Terlahir tanpa lengan kanan dan cacat pada tangan kirinya, Kukundakwe berusia tiga tahun ketika ia mulai mendayung di kolam renang di taman kanak-kanak setempat.
“Saya pergi ke sana, bermain-main, bermain-main di air, dan saya merasa nyaman. Saya senang berada di dalam air,” katanya.
Namun ibunya tidak begitu antusias.
“Awalnya ibu saya tidak mendukung… karena dia khawatir saya tidak bisa berenang,” kata Kukundakwe kepada AFP.
“Setelah menyadari saya tidak akan berhenti masuk ke dalam air, dia akhirnya menyerah,” kata Kukundakwe di sela-sela sesi latihan di pinggiran ibu kota Uganda, Kampala.
Dia segera memenangkan kontes pertamanya, pada usia sembilan tahun, mengalahkan perenang berbadan sehat.
“Ini membuka mata ibu saya bahwa saya akan melakukan yang lebih baik,” katanya, wajahnya berseri-seri saat mengingat kemenangan tersebut.
Ibunya, Hashima Patience Batamuriza, yang kini menjadi manajernya, mengizinkannya berhenti menggunakan rompi pelampung, membuka jalan bagi perjalanan yang membawa Kukundakwe ke Olimpiade.
Remaja ini tidak pernah membayangkan dirinya akan berkompetisi di panggung global, meski menghabiskan waktu berjam-jam di dalam air setiap minggunya.
“Itu adalah sesuatu yang belum saya pertimbangkan karena saya tidak tahu pernah ada para renang atau… olah raga (untuk) penyandang disabilitas seperti saya,” katanya.
Perjalanan ke ibu kota Kenya – pertama kalinya dia naik pesawat – terbukti menjadi titik balik.
Sebelumnya, anak berusia 11 tahun itu hanya berlatih bersama perenang berbadan sehat.
Di Nairobi, dia dikelilingi oleh atlet penyandang disabilitas lainnya.
“Saya mulai merasa nyaman dengan diri saya sendiri. Jika penyandang disabilitas lebih dari saya… (bisa) merasa nyaman dan percaya diri, melakukan hal yang paling mereka sukai yaitu berenang, mengapa saya tidak?”

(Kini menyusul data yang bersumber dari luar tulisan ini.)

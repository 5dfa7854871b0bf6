//! Node inventory persistence at `clusters/{cluster}/nodes.json`

use crate::error::{InventoryError, Result};
use crate::state::{NodeState, NodeStatus, NodesState};
use chrono::Utc;
use kestrel_operation::OperationStore;
use tracing::{debug, info};

/// Reads and writes one cluster's node inventory
#[derive(Debug, Clone)]
pub struct NodeStore {
    store: OperationStore,
    cluster: String,
}

impl NodeStore {
    pub fn new(store: OperationStore, cluster: impl Into<String>) -> Self {
        Self {
            store,
            cluster: cluster.into(),
        }
    }

    pub fn cluster(&self) -> &str {
        &self.cluster
    }

    fn key(&self) -> String {
        format!("clusters/{}/nodes.json", self.cluster)
    }

    /// Current inventory, or an empty one if none was ever saved
    pub async fn load(&self) -> Result<NodesState> {
        match self.store.get_json(&self.key()).await {
            Ok(state) => Ok(state),
            Err(err) if err.is_not_found() => Ok(NodesState::new(self.cluster.clone())),
            Err(err) => Err(err.into()),
        }
    }

    /// Overwrite the whole inventory document
    pub async fn save(&self, state: &mut NodesState) -> Result<()> {
        state.updated_at = Some(Utc::now());
        self.store.put_json(&self.key(), state).await?;
        debug!(cluster = %self.cluster, nodes = state.nodes.len(), "Saved node inventory");
        Ok(())
    }

    /// Merge a partial node record into the inventory and persist it
    pub async fn upsert(&self, mut patch: NodeState) -> Result<NodeState> {
        let name = patch.name.trim().to_string();
        if name.is_empty() {
            return Err(InventoryError::MissingName);
        }
        patch.name = name.clone();

        let mut state = self.load().await?;
        state.upsert_node(patch);
        self.save(&mut state).await?;

        // upsert_node always leaves a record behind for `name`
        let node = state.get(&name).cloned().unwrap_or_else(|| NodeState::new(name));
        Ok(node)
    }

    /// Change only the status of a node, creating the record if needed
    pub async fn mark_status(&self, name: &str, status: NodeStatus) -> Result<NodeState> {
        let node = self.upsert(NodeState::new(name).with_status(status)).await?;
        info!(cluster = %self.cluster, node = %name, status = %status, "Updated node status");
        Ok(node)
    }

    pub async fn get(&self, name: &str) -> Result<Option<NodeState>> {
        Ok(self.load().await?.get(name).cloned())
    }
}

Dia mendapatkan sertifikat yang memungkinkannya untuk berpartisipasi dalam acara olahraga internasional, kemudian menghadiri kamp renang di Korea Selatan dan akhirnya berkompetisi di World Para Swimming World Series 2019 di Singapura.
Lalu tibalah hal yang paling penting: lolos ke Olimpiade Tokyo.
Namun pandemi Covid-19 membuat persiapannya berantakan ketika pihak berwenang Uganda memerintahkan penutupan kolam renang dan pusat kebugaran.
Dia mulai jogging bersama ayahnya, seorang insinyur sipil, atau kakak laki-lakinya, dan mulai mengambil pelajaran berenang di Zoom.
Saat Olimpiade akhirnya digelar pada Agustus 2021, ia berkompetisi di gaya dada SB8 100m. Ia gagal mencapai final tetapi mencapai waktu terbaik pribadi 1 menit 34,35 detik.
Dia mengatakan pengalaman itu “luar biasa” dan “menegangkan karena saya berkompetisi dengan legenda Paralimpiade dan juga bertemu langsung dengan panutan saya.”